Start of DATA PROVIDED

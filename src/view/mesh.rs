use std::f32::consts::PI;

use bytemuck::NoUninit;
use glam::{Mat4, Quat, Vec3};
use wgpu::util::DeviceExt;

use crate::model::{MeshNode, Shape};

const SPHERE_STACKS: u32 = 12;
const SPHERE_SLICES: u32 = 16;

#[repr(C)]
#[derive(Debug, Clone, Copy, PartialEq, NoUninit)]
pub struct Vertex {
    pub pos: [f32; 3],
    pub normal: [f32; 3],
    /// Linear RGB plus opacity.
    pub color: [f32; 4],
    pub emissive: f32,
}

impl Vertex {
    pub const ATTRIBUTES: [wgpu::VertexAttribute; 4] = [
        wgpu::VertexAttribute { offset: 0, shader_location: 0, format: wgpu::VertexFormat::Float32x3 },
        wgpu::VertexAttribute { offset: 12, shader_location: 1, format: wgpu::VertexFormat::Float32x3 },
        wgpu::VertexAttribute { offset: 24, shader_location: 2, format: wgpu::VertexFormat::Float32x4 },
        wgpu::VertexAttribute { offset: 40, shader_location: 3, format: wgpu::VertexFormat::Float32 },
    ];

    pub fn layout() -> wgpu::VertexBufferLayout<'static> {
        wgpu::VertexBufferLayout {
            array_stride: std::mem::size_of::<Vertex>() as wgpu::BufferAddress,
            step_mode: wgpu::VertexStepMode::Vertex,
            attributes: &Self::ATTRIBUTES,
        }
    }
}

pub struct MeshBuffer {
    pub vertex_buffer: wgpu::Buffer,
    pub index_buffer: wgpu::Buffer,
    pub index_count: u32,
}

/// Triangle list in world space, counter-clockwise front faces.
#[derive(Debug, Clone, Default)]
pub struct Mesh {
    pub vertices: Vec<Vertex>,
    pub indices: Vec<u32>,
}

impl Mesh {
    pub fn empty() -> Self {
        Self::default()
    }

    pub fn is_empty(&self) -> bool {
        self.indices.is_empty()
    }

    pub fn append(&mut self, other: Mesh) {
        let base = self.vertices.len() as u32;
        self.vertices.extend(other.vertices);
        self.indices.extend(other.indices.into_iter().map(|i| i + base));
    }

    /// `None` for an empty mesh; wgpu rejects zero-sized buffers.
    pub fn upload(&self, device: &wgpu::Device) -> Option<MeshBuffer> {
        if self.is_empty() {
            return None;
        }
        let vertex_buffer = device.create_buffer_init(&wgpu::util::BufferInitDescriptor {
            label: Some("Mesh Vertex Buffer"),
            contents: bytemuck::cast_slice(&self.vertices),
            usage: wgpu::BufferUsages::VERTEX,
        });
        let index_buffer = device.create_buffer_init(&wgpu::util::BufferInitDescriptor {
            label: Some("Mesh Index Buffer"),
            contents: bytemuck::cast_slice(&self.indices),
            usage: wgpu::BufferUsages::INDEX,
        });

        Some(MeshBuffer {
            vertex_buffer,
            index_buffer,
            index_count: self.indices.len() as u32,
        })
    }
}

/// Tessellate a scene node into world-space triangles.
pub fn tessellate(node: &MeshNode) -> Mesh {
    let mut mesh = match node.shape {
        Shape::Box { size } => box_mesh(size * 0.5),
        Shape::Plane { width, depth } => {
            let mut mesh = Mesh::empty();
            quad(&mut mesh, Vec3::Y, Vec3::Z, Vec3::X, Vec3::new(width / 2.0, 0.0, depth / 2.0));
            mesh
        }
        Shape::Sphere { radius } => sphere_mesh(radius),
    };

    let transform = Mat4::from_rotation_translation(Quat::from_rotation_y(node.yaw), node.position);
    let color = [node.color.r, node.color.g, node.color.b, node.opacity.clamp(0.0, 1.0)];
    for v in mesh.vertices.iter_mut() {
        v.pos = transform.transform_point3(Vec3::from(v.pos)).to_array();
        v.normal = transform.transform_vector3(Vec3::from(v.normal)).to_array();
        v.color = color;
        v.emissive = node.emissive;
    }
    mesh
}

/// One face with outward normal `n`; `u × v` must equal `n`.
fn quad(mesh: &mut Mesh, n: Vec3, u: Vec3, v: Vec3, half: Vec3) {
    let center = n * half;
    let (u, v) = (u * half, v * half);
    let base = mesh.vertices.len() as u32;
    for corner in [center - u - v, center + u - v, center + u + v, center - u + v] {
        mesh.vertices.push(Vertex { pos: corner.to_array(), normal: n.to_array(), color: [1.0; 4], emissive: 0.0 });
    }
    mesh.indices.extend([base, base + 1, base + 2, base, base + 2, base + 3]);
}

fn box_mesh(half: Vec3) -> Mesh {
    let mut mesh = Mesh::empty();
    let faces = [
        (Vec3::X, Vec3::Y, Vec3::Z),
        (Vec3::NEG_X, Vec3::Z, Vec3::Y),
        (Vec3::Y, Vec3::Z, Vec3::X),
        (Vec3::NEG_Y, Vec3::X, Vec3::Z),
        (Vec3::Z, Vec3::X, Vec3::Y),
        (Vec3::NEG_Z, Vec3::Y, Vec3::X),
    ];
    for (n, u, v) in faces {
        quad(&mut mesh, n, u, v, half);
    }
    mesh
}

fn sphere_mesh(radius: f32) -> Mesh {
    let mut mesh = Mesh::empty();
    for i in 0..=SPHERE_STACKS {
        let phi = PI * i as f32 / SPHERE_STACKS as f32;
        for j in 0..=SPHERE_SLICES {
            let theta = 2.0 * PI * j as f32 / SPHERE_SLICES as f32;
            let n = Vec3::new(phi.sin() * theta.cos(), phi.cos(), phi.sin() * theta.sin());
            mesh.vertices.push(Vertex { pos: (n * radius).to_array(), normal: n.to_array(), color: [1.0; 4], emissive: 0.0 });
        }
    }
    let row = SPHERE_SLICES + 1;
    for i in 0..SPHERE_STACKS {
        for j in 0..SPHERE_SLICES {
            let a = i * row + j;
            let b = a + row;
            mesh.indices.extend([a, a + 1, b, a + 1, b + 1, b]);
        }
    }
    mesh
}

End of DATA PROVIDED

WHAT YOU HAVE TO DO:
Looking at the records above, return exactly the lines from the line with "RGB plus opacity." to the line with "1, format: wgpu::VertexFormat::Float32x3", both ends included.

SOLUTION BELOW:
    /// Linear RGB plus opacity.
    pub color: [f32; 4],
    pub emissive: f32,
}

impl Vertex {
    pub const ATTRIBUTES: [wgpu::VertexAttribute; 4] = [
        wgpu::VertexAttribute { offset: 0, shader_location: 0, format: wgpu::VertexFormat::Float32x3 },
        wgpu::VertexAttribute { offset: 12, shader_location: 1, format: wgpu::VertexFormat::Float32x3 },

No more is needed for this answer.